Some participants shared how existing guidelines around missed doses, whereby those who have missed three or more consecutive days of OAT are required to re-initiate OAT at a lower dose, discouraged retention. As Marcus, a 21-year-old man of mixed Indigenous Ancestry, explained, it took him approximately two months to achieve a longer period of retention on methadone due to repeatedly missing doses:
“[When I started OAT] it took about two months, and they were pretty rough. […] I had a mess-up when I got out of the hospital [and my OAT was cut-off]. Say you’re at, like, 90 or 100 [millilitres] or whatever, well, you miss three days and they start you back at 30, at the beginning dose again. And then you’re really screwed – which I’ve had that happen to me already. Twice.”
Other young people indicated that their experiences around missed doses resulted in treatment disengagement and eventual relapse. As Robby, a 24-year-old white man, recollected:
“It was already, like, five days since I’d had my Kadian, so they couldn’t – once you miss your dose for, like, more than three days, they have to restart you back at the lowest dose possible and then slowly raise you up again. So I was on, like, 600 miligrams of Kadian and I asked to go back on it and they were like, ‘Well, we can start you at 30,’ or whatever and that was, like – to me that wouldn’t even put a dent in [my cravings and withdrawal symptoms]. So it was, like, really upsetting and I barely made it home. And then I ended up relapsing ‘cause I was – I just felt, like, so terrible, I had to.”
The requirement of daily witnessed dosing at a pharmacy weighed heavily on some participants. This was especially true for those who had secured employment while on OAT, only to find that their treatment regimen conflicted with their work schedule or requirements. Missed doses because of scheduling conflicts could also lead to relapse. Julia explained why she had discontinued methadone yet again during a follow up interview:
“I have trouble keeping a job because I work from this time to that time, and I need to take my methadone from this time to this time. I need to be able to get to the pharmacy and take [my methadone]. And then, like, when I was on the way to my job, [the pharmacy] wasn’t open, and sometimes they’d make me work later and by the time I got back, it was closed. So, I’d be withdrawing, and I’d have to go get drugs. It was just, like – I couldn’t keep a job because of it.”
Another participant who was employed shared their challenges with getting enough “carries” (take-home doses of OAT) so that they could travel for work for extended periods of time. Adam, a 24-year-old man, described his preference for Kadian over buprenorphine-naloxone and methadone during his initial interview. At a follow-up interview, he described how the length of a work trip exceeded his maximum allowable duration for Kadian carries and he experienced difficulties receiving an emergency refill. Having experienced numerous difficulties with missing doses of Kadian previously that required re-initiating at a lower dose, he was very concerned about losing access as his work trip was extended beyond the anticipated end date. In this case, the implementation of interim Risk Mitigation Guidelines across BC, which eased restrictions around the provision of take-home doses, was a positive development:
“I went out to [a rural community] and I got carries for the whole time that I was there. I was actually really lucky because I tried to call my pharmacy to get more carries, and they were like, ‘No.’ But then I tried calling all the pharmacies around there and the one pharmacy – the only reason that they were even able to give me my Kadian was because of COVID. So, if it wasn’t for COVID, I never would have been able to get my meds and I would have had to leave the job site and miss out on, like, another $1000 worth of work.”

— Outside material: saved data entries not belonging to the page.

//! Viewer session lifecycle
//!
//! A session owns the loader, the scene graph and the view controller, and
//! enforces the initialize-before-use ordering on every public operation.
//! Everything up to `run` is headless; the window, event loop and GPU
//! renderer only come into existence inside `run`, which consumes the
//! session and blocks until the window closes.

use crate::controller::ViewController;
use crate::renderer::SceneRenderer;
use geomviewer_core::{Error, Result, SceneGraph};
use geomviewer_io::GeometryLoader;
use std::path::Path;
use std::sync::Arc;
use winit::dpi::LogicalSize;
use winit::event::{ElementState, Event, MouseButton, MouseScrollDelta, WindowEvent};
use winit::event_loop::{ControlFlow, EventLoop};
use winit::window::WindowBuilder;

/// Startup window size in logical pixels
const WINDOW_SIZE: u32 = 300;
const WINDOW_TITLE: &str = "Geometry Viewer";

/// Zoom factor applied per scroll line at sensitivity 1.0
const ZOOM_STEP: f32 = 0.1;

/// Where a session is in its lifecycle
#[derive(Debug, Clone, Copy, PartialEq, Eq)]
pub enum SessionState {
    Uninitialized,
    Initialized,
    Running,
    Terminated,
}

pub struct ViewerSession {
    state: SessionState,
    loader: GeometryLoader,
    scene: SceneGraph,
    controller: ViewController,
    frame_requested: bool,
}

impl ViewerSession {
    pub fn new() -> Self {
        Self {
            state: SessionState::Uninitialized,
            loader: GeometryLoader::new(),
            scene: SceneGraph::new(),
            controller: ViewController::new(),
            frame_requested: false,
        }
    }

    pub fn state(&self) -> SessionState {
        self.state
    }

    pub fn scene(&self) -> &SceneGraph {
        &self.scene
    }

    pub fn scroll_sensitivity(&self) -> f32 {
        self.controller.scroll_sensitivity()
    }

    /// One-time setup: background gradient and trackball-camera interaction
    pub fn initialize(&mut self) -> Result<()> {
        if self.state != SessionState::Uninitialized {
            return Err(Error::PreconditionViolation(format!(
                "initialize called in state {:?}",
                self.state
            )));
        }
        log::info!("Initializing viewer session");
        self.controller.initialize();
        self.state = SessionState::Initialized;
        Ok(())
    }

    fn ensure_ready(&self, operation: &str) -> Result<()> {
        match self.state {
            SessionState::Initialized | SessionState::Running => Ok(()),
            state => Err(Error::PreconditionViolation(format!(
                "{} called in state {:?}",
                operation, state
            ))),
        }
    }

    /// Load a geometry file and add it to the scene as a new node
    pub fn load_data_file(&mut self, path: impl AsRef<Path>) -> Result<()> {
        self.ensure_ready("load_data_file")?;
        let path = path.as_ref();
        log::info!("Loading {}", path.display());
        let node = self.loader.load(path)?;
        self.scene.add(node);
        Ok(())
    }

    /// Orbit the camera about its up axis
    pub fn azimuth(&mut self, degrees: f32) -> Result<()> {
        self.ensure_ready("azimuth")?;
        log::info!("Azimuth {} degrees", degrees);
        self.controller.azimuth(degrees, &self.scene);
        self.frame_requested = true;
        Ok(())
    }

    /// Refit the camera to the loaded geometry
    pub fn reset_view(&mut self) -> Result<()> {
        self.ensure_ready("reset_view")?;
        log::info!("Resetting view");
        self.controller.reset_view(&self.scene);
        self.frame_requested = true;
        Ok(())
    }

    /// Set the mouse-wheel zoom-step multiplier on the current style
    pub fn set_scroll_sensitivity(&mut self, sensitivity: f32) -> Result<()> {
        self.ensure_ready("set_scroll_sensitivity")?;
        log::info!("Scroll sensitivity {}", sensitivity);
        self.controller.set_scroll_sensitivity(sensitivity);
        Ok(())
    }

    /// Show or hide edge lines on every node currently in the scene
    pub fn set_edge_visibility(&mut self, visible: bool) -> Result<()> {
        self.ensure_ready("set_edge_visibility")?;
        log::info!("Edge visibility {}", visible);
        self.controller.set_edge_visibility(visible, &mut self.scene);
        self.frame_requested = true;
        Ok(())
    }

    /// Ask for a frame; drawing happens inside the interaction loop
    pub fn render(&mut self) -> Result<()> {
        self.ensure_ready("render")?;
        self.frame_requested = true;
        Ok(())
    }

    /// Apply the startup camera sequence, open the window and block on the
    /// interaction loop until the window is closed
    pub fn run(mut self) -> Result<()> {
        self.ensure_ready("run")?;
        log::info!("Starting interaction loop");
        self.controller.apply_startup_sequence(&self.scene);
        self.state = SessionState::Running;

        let event_loop = EventLoop::new()
            .map_err(|e| Error::Window(format!("Failed to create event loop: {}", e)))?;
        let window = WindowBuilder::new()
            .with_title(WINDOW_TITLE)
            .with_inner_size(LogicalSize::new(WINDOW_SIZE, WINDOW_SIZE))
            .build(&event_loop)
            .map_err(|e| Error::Window(format!("Failed to create window: {}", e)))?;
        let window = Arc::new(window);

        let size = window.inner_size();
        self.controller.camera_mut().aspect_ratio =
            size.width.max(1) as f32 / size.height.max(1) as f32;
        self.controller
            .camera_mut()
            .reset_clipping_range(self.scene.bounds());

        let mut renderer = pollster::block_on(SceneRenderer::new(window.clone()))?;

        // Satisfy any frame requested before `run` and draw the startup
        // state once; later draws ride the redraws the handlers request.
        self.frame_requested = false;
        window.request_redraw();

        let mut dragging = false;
        let mut last_cursor: Option<(f64, f64)> = None;

        event_loop
            .run(move |event, elwt| {
                elwt.set_control_flow(ControlFlow::Wait);

                let Event::WindowEvent { event, .. } = event else {
                    return;
                };
                match event {
                    WindowEvent::CloseRequested => {
                        log::info!("Window closed, terminating session");
                        self.state = SessionState::Terminated;
                        elwt.exit();
                    }
                    WindowEvent::Resized(new_size) => {
                        renderer.resize(new_size);
                        self.controller.camera_mut().aspect_ratio =
                            new_size.width.max(1) as f32 / new_size.height.max(1) as f32;
                        window.request_redraw();
                    }
                    WindowEvent::MouseInput {
                        state,
                        button: MouseButton::Left,
                        ..
                    } => {
                        dragging = state == ElementState::Pressed;
                        if !dragging {
                            last_cursor = None;
                        }
                    }
                    WindowEvent::CursorMoved { position, .. } => {
                        if dragging {
                            if let Some((last_x, last_y)) = last_cursor {
                                let gain = self.controller.style().orbit_gain();
                                let dx = (position.x - last_x) as f32 * gain;
                                let dy = (position.y - last_y) as f32 * gain;
                                self.controller.azimuth(-dx, &self.scene);
                                self.controller.camera_mut().elevation(dy);
                                self.controller
                                    .camera_mut()
                                    .reset_clipping_range(self.scene.bounds());
                                window.request_redraw();
                            }
                            last_cursor = Some((position.x, position.y));
                        }
                    }
                    WindowEvent::MouseWheel { delta, .. } => {
                        let lines = match delta {
                            MouseScrollDelta::LineDelta(_, y) => y,
                            MouseScrollDelta::PixelDelta(pos) => pos.y as f32 / 20.0,
                        };
                        let sensitivity = self.controller.style().mouse_wheel_sensitivity();
                        let factor = (1.0 + ZOOM_STEP * lines * sensitivity).max(0.1);
                        self.controller.camera_mut().zoom(factor);
                        window.request_redraw();
                    }
                    WindowEvent::RedrawRequested => {
                        if let Err(e) = renderer.render(
                            &self.scene,
                            self.controller.camera(),
                            self.controller.background(),
                        ) {
                            log::error!("Render failed: {}", e);
                        }
                    }
                    _ => {}
                }
            })
            .map_err(|e| Error::Window(format!("Event loop failed: {}", e)))?;

        Ok(())
    }
}

impl Default for ViewerSession {
    fn default() -> Self {
        Self::new()
    }
}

Finally, a number of participants cited aging out of youth services and the transition to adult services as a moment when disengagement from OAT became more likely. Participants worried about building relationships and trust with new prescribers so that they would be provided with adequate, and in some cases take-home, doses. Tricia, a 25-year-old woman, described her hesitancy to access an adult clinic in order to secure Suboxone© carries:
“I’m scared to death to get my Suboxone© from, um, [an adult clinic] in Surrey. When I was 18, 19, 20, whatever, I went to an adult Suboxone©/methadone clinic and I told myself, ‘I’m never coming back here.’ Like, I got treated like I was the young one and it’s just like, I saw things I did not need to see in Surrey at that clinic. And now I’m going to have to go back to adult services and I’m just – they’re just a lot stricter, you know what I mean? Like, I’m worried now that I’m gonna have to go back to witnessed doses, when I’ve been on carries for years.”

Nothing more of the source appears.